The French and New York false advertising cases are far from unique for Monsanto. In 1999, the British Advertising Standards Authority found the company lied about safety testing and environmental benefits in ads about its genetically modified (GMO) crops. The company's history of using fakery, dirty tricks, bogus public relations campaigns, and outright lies is too lengthy to fully outline here. But a few examples are worth noting:

* Two labs conducting glyphosate safety studies for Monsanto were cited for "routine falsification of data" and other offenses. One lab study claimed it used "specimens from the uteri of male rabbits...."

* An EPA scientist found Monsanto doctored studies and covered-up the dioxin contamination of a wide range of its products. She concluded that the company's behavior constituted "a long pattern of fraud."

* In response to the publication of Rachel Carson's groundbreaking indictment of the pesticide industry, Silent Spring, Monsanto and other chemical companies launched a major p.r. offensive. The industry sponsored public forums with purported "independent" experts speaking on the benefits of pesticides; the company's propaganda tools included publication of a pamphlet called The Desolate Years, which posited a world of massive food shortages resulting from over regulation of pesticides (the company continues to repeat this lie to this day, in countless ads and public statements suggesting that food shortages will result unless the world unquestionably accepts its genetic food experiments).

* For decades, Monsanto dumped highly toxic PCBs in Anniston Alabama, then spent years covering up the dumping and the attendant health hazards to residents. As the Washington Post reported,
...for nearly 40 years, while producing the now-banned industrial coolants known as PCBs at a local factory, Monsanto Co. routinely discharged toxic waste into a west Anniston creek and dumped millions of pounds of PCBs into oozing open-pit landfills. And thousands of pages of Monsanto documents - many emblazoned with warnings such as "CONFIDENTIAL: Read and Destroy" - show that for decades, the corporate giant concealed what it did and what it knew.
Amazingly, following the article, Monsanto lied again: the company told the Post it held no responsibility for its past operations, claiming that the "new" Monsanto was not associated with prior operations of a subsidiary. Monsanto demanded a correction, and the Post did initially publish a "clarification." But after activists who knew that Monsanto was indeed legally liable, the paper printed a correction of its clarification! When confronted about the lie, Monsanto officials lied again, stating they did not recall discussing the issue of liability with the Post.

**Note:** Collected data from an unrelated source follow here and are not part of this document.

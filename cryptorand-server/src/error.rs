use axum::http::StatusCode;
use axum::response::{IntoResponse, Response};
use serde_json::json;
use thiserror::Error;

/// Transport-level failures. Tool failures never surface here; they are
/// answered as JSON-RPC errors.
#[derive(Error, Debug)]
pub enum ServerError {
    #[error("IO error: {0}")]
    Io(#[from] std::io::Error),

    #[error("Configuration error: {0}")]
    Config(String),

    #[error("Bad request: {0}")]
    BadRequest(String),

    #[error("Internal error: {0}")]
    Internal(String),
}

impl IntoResponse for ServerError {
    fn into_response(self) -> Response {
        let status = match &self {
            ServerError::BadRequest(_) => StatusCode::BAD_REQUEST,
            _ => StatusCode::INTERNAL_SERVER_ERROR,
        };

        let body = json!({ "error": self.to_string() });
        (status, axum::Json(body)).into_response()
    }
}

pub type Result<T> = std::result::Result<T, ServerError>;
/// Maximum integers per `generate_random_integer` call.
pub const MAX_INTEGER_COUNT: i64 = 1000;

/// Maximum floats per `generate_random_float` call.
pub const MAX_FLOAT_COUNT: i64 = 1000;

/// Maximum decimal places a float may be rounded to.
pub const MAX_FLOAT_PRECISION: i64 = 15;

/// Maximum byte length for `generate_random_bytes`.
pub const MAX_BYTES_LENGTH: i64 = 1024;

/// Maximum UUIDs per `generate_uuid` call.
pub const MAX_UUID_COUNT: i64 = 100;

/// Maximum string length for `generate_random_string`.
pub const MAX_STRING_LENGTH: i64 = 256;

/// Maximum strings per `generate_random_string` call.
pub const MAX_STRING_COUNT: i64 = 100;

/// Maximum selections per `generate_random_choice` call.
pub const MAX_CHOICE_COUNT: i64 = 1000;

/// Maximum booleans per `generate_random_boolean` call.
pub const MAX_BOOLEAN_COUNT: i64 = 1000;

/// Tool names, in listing order.
pub const TOOL_RANDOM_INTEGER: &str = "generate_random_integer";
pub const TOOL_RANDOM_FLOAT: &str = "generate_random_float";
pub const TOOL_RANDOM_BYTES: &str = "generate_random_bytes";
pub const TOOL_UUID: &str = "generate_uuid";
pub const TOOL_RANDOM_STRING: &str = "generate_random_string";
pub const TOOL_RANDOM_CHOICE: &str = "generate_random_choice";
pub const TOOL_RANDOM_BOOLEAN: &str = "generate_random_boolean";

/// Name of the guidance prompt.
pub const PROMPT_GENERATE_RANDOM: &str = "generate_random";
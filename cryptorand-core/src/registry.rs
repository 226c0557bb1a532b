//! Name-to-operation dispatch.
//!
//! The registry is built once at startup and never mutated afterwards, so it
//! can be shared between request tasks behind an `Arc` without locking.

use std::collections::HashMap;

use chrono::{SecondsFormat, Utc};
use serde::Serialize;
use serde_json::{Map, Value};

use crate::args::Arguments;
use crate::error::{RandError, Result};
use crate::ops::boolean::BooleanRequest;
use crate::ops::bytes::BytesRequest;
use crate::ops::choice::ChoiceRequest;
use crate::ops::float::FloatRequest;
use crate::ops::integer::IntegerRequest;
use crate::ops::string::StringRequest;
use crate::ops::uuid_v4::UuidRequest;
use crate::ops::{Output, Tool};
use crate::schema::OperationSpec;
use crate::traits::random::SecureRandom;

/// The closed set of supported operations, in listing order.
#[derive(Debug, Clone, Copy, PartialEq, Eq, Hash)]
pub enum Operation {
    Integer,
    Float,
    Bytes,
    Uuid,
    String,
    Choice,
    Boolean,
}

impl Operation {
    pub const ALL: [Operation; 7] = [
        Operation::Integer,
        Operation::Float,
        Operation::Bytes,
        Operation::Uuid,
        Operation::String,
        Operation::Choice,
        Operation::Boolean,
    ];

    pub fn name(self) -> &'static str {
        match self {
            Operation::Integer => IntegerRequest::NAME,
            Operation::Float => FloatRequest::NAME,
            Operation::Bytes => BytesRequest::NAME,
            Operation::Uuid => UuidRequest::NAME,
            Operation::String => StringRequest::NAME,
            Operation::Choice => ChoiceRequest::NAME,
            Operation::Boolean => BooleanRequest::NAME,
        }
    }

    pub fn spec(self) -> OperationSpec {
        match self {
            Operation::Integer => IntegerRequest::spec(),
            Operation::Float => FloatRequest::spec(),
            Operation::Bytes => BytesRequest::spec(),
            Operation::Uuid => UuidRequest::spec(),
            Operation::String => StringRequest::spec(),
            Operation::Choice => ChoiceRequest::spec(),
            Operation::Boolean => BooleanRequest::spec(),
        }
    }

    /// Parses, validates and executes. No entropy is drawn unless the
    /// arguments are fully valid.
    pub fn run(self, args: &Arguments<'_>, rng: &dyn SecureRandom) -> Result<OperationResult> {
        match self {
            Operation::Integer => execute::<IntegerRequest>(args, rng),
            Operation::Float => execute::<FloatRequest>(args, rng),
            Operation::Bytes => execute::<BytesRequest>(args, rng),
            Operation::Uuid => execute::<UuidRequest>(args, rng),
            Operation::String => execute::<StringRequest>(args, rng),
            Operation::Choice => execute::<ChoiceRequest>(args, rng),
            Operation::Boolean => execute::<BooleanRequest>(args, rng),
        }
    }
}

fn execute<T: Tool>(args: &Arguments<'_>, rng: &dyn SecureRandom) -> Result<OperationResult> {
    let request = T::from_args(args)?;
    let output = request.execute(rng)?;
    let parameters =
        serde_json::to_value(&request).map_err(|e| RandError::Serialization(e.to_string()))?;
    Ok(OperationResult {
        kind: T::RESULT_TYPE,
        output,
        parameters,
        timestamp: Utc::now().to_rfc3339_opts(SecondsFormat::Micros, true),
    })
}

/// Generated values plus the effective parameters that produced them.
#[derive(Debug, Clone, PartialEq, Serialize)]
pub struct OperationResult {
    #[serde(rename = "type")]
    pub kind: &'static str,
    #[serde(flatten)]
    pub output: Output,
    pub parameters: Value,
    /// ISO-8601 UTC, `Z` suffixed.
    pub timestamp: String,
}

/// Immutable operation table.
#[derive(Debug, Clone)]
pub struct Registry {
    specs: Vec<OperationSpec>,
    by_name: HashMap<&'static str, (Operation, usize)>,
}

impl Registry {
    pub fn new() -> Self {
        let specs: Vec<OperationSpec> = Operation::ALL.iter().map(|op| op.spec()).collect();
        let by_name = Operation::ALL
            .iter()
            .enumerate()
            .map(|(i, op)| (op.name(), (*op, i)))
            .collect();
        Self { specs, by_name }
    }

    /// All operation schemas, in stable order.
    pub fn list_operations(&self) -> &[OperationSpec] {
        &self.specs
    }

    pub fn lookup(&self, name: &str) -> Option<Operation> {
        self.by_name.get(name).map(|(op, _)| *op)
    }

    pub fn spec(&self, name: &str) -> Option<&OperationSpec> {
        self.by_name.get(name).map(|(_, i)| &self.specs[*i])
    }

    /// Dispatches a call by name. Unknown argument names are rejected against
    /// the operation's schema before the operation sees them.
    pub fn invoke(
        &self,
        name: &str,
        arguments: &Map<String, Value>,
        rng: &dyn SecureRandom,
    ) -> Result<OperationResult> {
        let (op, index) = self
            .by_name
            .get(name)
            .copied()
            .ok_or_else(|| RandError::UnknownOperation(name.to_string()))?;
        let args = Arguments::new(arguments);
        args.reject_unknown(&self.specs[index].param_names())?;
        op.run(&args, rng)
    }
}

impl Default for Registry {
    fn default() -> Self {
        Self::new()
    }
}
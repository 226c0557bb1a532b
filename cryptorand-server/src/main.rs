mod config;
mod error;
mod handler;
mod rpc;
mod state;
mod transport;

use std::sync::Arc;

use clap::Parser;
use tracing_subscriber::EnvFilter;

use config::{Config, TransportKind};
use handler::McpHandler;
use state::AppState;

#[derive(Parser)]
#[command(
    name = "cryptorand",
    version,
    about = "Cryptographically secure random value tool server"
)]
struct Cli {
    /// Transport to serve on (overrides CRYPTORAND_TRANSPORT)
    #[arg(long, value_enum)]
    transport: Option<TransportKind>,

    /// HTTP bind host (overrides CRYPTORAND_HTTP_HOST)
    #[arg(long)]
    host: Option<String>,

    /// HTTP port (overrides CRYPTORAND_HTTP_PORT)
    #[arg(long)]
    port: Option<u16>,

    /// Suppress the startup banner
    #[arg(long)]
    no_banner: bool,
}

#[tokio::main]
async fn main() {
    // Logs go to stderr: stdout carries protocol traffic in stdio mode.
    tracing_subscriber::fmt()
        .with_env_filter(
            EnvFilter::try_from_default_env()
                .unwrap_or_else(|_| EnvFilter::new("cryptorand_server=info,tower_http=info")),
        )
        .with_writer(std::io::stderr)
        .init();

    // Load .env file if present (non-fatal if missing).
    if let Err(e) = dotenvy::dotenv() {
        tracing::debug!("no .env file loaded: {e}");
    }

    let cli = Cli::parse();

    let mut config = Config::from_env();
    if let Some(transport) = cli.transport {
        config.transport = transport;
    }
    if let Some(host) = cli.host {
        config.http_host = host;
    }
    if let Some(port) = cli.port {
        config.http_port = port;
    }
    if cli.no_banner {
        config.show_banner = false;
    }
    tracing::debug!(?config, "configuration loaded");

    let state = Arc::new(AppState::new());
    tracing::info!(
        tools = state.registry.list_operations().len(),
        "operation registry built"
    );
    let mcp = Arc::new(McpHandler::new(state));

    let result = match config.transport {
        TransportKind::Stdio => {
            if config.show_banner {
                tracing::info!(
                    "{} {} running on stdio",
                    handler::SERVER_NAME,
                    env!("CARGO_PKG_VERSION")
                );
            }
            transport::stdio::run(mcp).await
        }
        TransportKind::Http => match config.http_addr() {
            Ok(addr) => {
                if config.show_banner {
                    tracing::info!(
                        %addr,
                        "{} {} running on http",
                        handler::SERVER_NAME,
                        env!("CARGO_PKG_VERSION")
                    );
                }
                transport::http::serve(mcp, addr).await
            }
            Err(e) => Err(e),
        },
    };

    if let Err(e) = result {
        tracing::error!(error = %e, "server exited with error");
        std::process::exit(1);
    }
}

* In 1999, the New York Times exposed that Monsanto hired public relations giant Burson Marsteller to pay fake protesters who posed as "pro-GMO" food demonstrators outside a Washington, DC FDA meeting. The Biotech Industry Organization, a Monsanto-supported trade group, similarly was charged with arranging for bringing African and Asian pro-GMO speakers to the 2002 Earth Summit and posing them as poor farmers. In 2003, EU environmentalists charged Monsanto with arranging another "fake parade" of purported African "farm experts" to a European Parliament meeting.

* A Monsanto-hired public relations firm, the Bivings Group, conducted an email campaign to pressure the science journal Nature to retract a paper showing that GMO corn had contaminated natural corn varieties in Mexico. The paper's findings of contamination were later confirmed by at least two other studies.